Los Angeles substitui Berlim, o sistema de estrelato exige Nicolas Cage e Meg Ryan nos papéis centrais, a ênfase histórica cede lugar ao enfoque romântico, sai Wenders e entra Brad Silberling. Milagre: deu mais do que certo.
"City of Angels" ("Cidade dos Anjos") desbancou "Perdidos no Espaço" e "Titanic" e há duas semanas lidera o ranking de bilheterias nos EUA.
Deve perder o posto com a avalanche de estréias de ontem (um novo "Tarzan", a bela Gwyneth Paltron arrasando em "Sliding Doors", o "bad boy" Robert Downey Jr. num "menage a trois" em "Two Girls and a Guy"). Mas já fez bonito.
O sucesso deve-se, antes de tudo, ao sólido roteiro de Dana Stevens, que adapta para a Los Angeles atual os princípios básicos do drama de Wenders.
A questão central continua sendo a sedução pela vida a partir da paixão de um anjo por uma bela mortal.
Stevens alivia a trama de certo pedantismo do original, apostando em personagens fortes e frisando o encanto dos prazeres terrenos -sexo, acredite, relegado a segundo plano.
O anjo Seth apaixona-se pela médica Maggie ao vê-la entrar em parafuso ao perder um paciente na mesa de operações. Seth é um Cage todo de preto, mais melancólico que nunca. Uma sutil Ryan faz Maggie e empalidece ainda mais a lembrança de Solveig Dommartin.
O cupido que catalisa a relação é um obeso e desobediente paciente, o dionisíaco Nathaniel Messinger. A grande sacada do "casting" foi escalar para o papel o empático Dennis Franz da telessérie "NYPD".
Franz rouba as poucas cenas em que aparece e duplica nessa versão americana o impacto de Peter Falk no "Asas" original.
A direção Silberling não nos furta de belas homenagens a Wenders, ao repetir sobre Los Angeles as grandes panorâmicas sobre Berlim ou as cenas em que os anjos devassam o cotidiano da cidade ao caminhar lendo as mentes de seus habitantes.
Mas o jovem cineasta americano é fiel ao espírito de "Asas" sobretudo ao refazê-lo a seu modo.
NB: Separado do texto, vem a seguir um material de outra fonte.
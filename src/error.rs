//! Error types for Folio Assist.

use std::time::Duration;

/// Top-level error type for the agent.
#[derive(Debug, thiserror::Error)]
pub enum Error {
    #[error("Configuration error: {0}")]
    Config(#[from] ConfigError),

    #[error("Classifier error: {0}")]
    Classifier(#[from] ClassifierError),

    #[error("Channel error: {0}")]
    Channel(#[from] ChannelError),

    #[error("LLM error: {0}")]
    Llm(#[from] LlmError),

    #[error("Knowledge base error: {0}")]
    Knowledge(#[from] KnowledgeError),

    #[error("Transcript error: {0}")]
    Transcript(#[from] TranscriptError),
}

/// Configuration-related errors.
#[derive(Debug, thiserror::Error)]
pub enum ConfigError {
    #[error("Missing required environment variable: {0}")]
    MissingEnvVar(String),

    #[error("Invalid configuration value for {key}: {message}")]
    InvalidValue { key: String, message: String },
}

/// Errors raised while building a contact classifier from keyword tables.
#[derive(Debug, thiserror::Error)]
pub enum ClassifierError {
    #[error("Invalid pattern for {category} keywords: {source}")]
    Pattern {
        category: String,
        #[source]
        source: regex::Error,
    },

    #[error("Failed to read keyword tables from {path}: {source}")]
    Read {
        path: String,
        #[source]
        source: std::io::Error,
    },

    #[error("Failed to parse keyword tables: {0}")]
    Parse(#[from] serde_json::Error),
}

/// Channel-related errors.
#[derive(Debug, thiserror::Error)]
pub enum ChannelError {
    #[error("Failed to send response on channel {name}: {reason}")]
    SendFailed { name: String, reason: String },
}

/// LLM provider errors.
#[derive(Debug, thiserror::Error)]
pub enum LlmError {
    #[error("Provider {provider} request failed: {reason}")]
    RequestFailed { provider: String, reason: String },

    #[error("Provider {provider} rate limited, retry after {retry_after:?}")]
    RateLimited {
        provider: String,
        retry_after: Option<Duration>,
    },

    #[error("Invalid response from {provider}: {reason}")]
    InvalidResponse { provider: String, reason: String },

    #[error("Authentication failed for provider {provider}")]
    AuthFailed { provider: String },
}

/// Embedding and retrieval errors.
#[derive(Debug, thiserror::Error)]
pub enum KnowledgeError {
    #[error("Embedding generation failed: {reason}")]
    EmbeddingFailed { reason: String },

    #[error("Failed to load knowledge chunks from {path}: {reason}")]
    LoadFailed { path: String, reason: String },

    #[error("Chunk file is inconsistent: {docs} documents but {embeddings} embeddings")]
    LengthMismatch { docs: usize, embeddings: usize },

    #[error("IO error: {0}")]
    Io(#[from] std::io::Error),
}

/// Transcript log errors.
#[derive(Debug, thiserror::Error)]
pub enum TranscriptError {
    #[error("Failed to write transcript to {path}: {source}")]
    Write {
        path: String,
        #[source]
        source: std::io::Error,
    },

    #[error("Failed to serialize transcript entry: {0}")]
    Serialization(#[from] serde_json::Error),
}

/// Result type alias for the agent.
pub type Result<T> = std::result::Result<T, Error>;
Wenders embalou sua fábula com filosofia histórica alemã e acabou flertando com o kitsch.
Silberling comenta a sua com meros trechos de Hemingway ("Paris É Uma Festa") e chega a um filme mais sincero e orgânico.
Se tivesse evitado o final previsivelmente melodrámatico, Hollywood inteira estaria comemorando sua mais importante vitória frente ao estigma das refilmagens.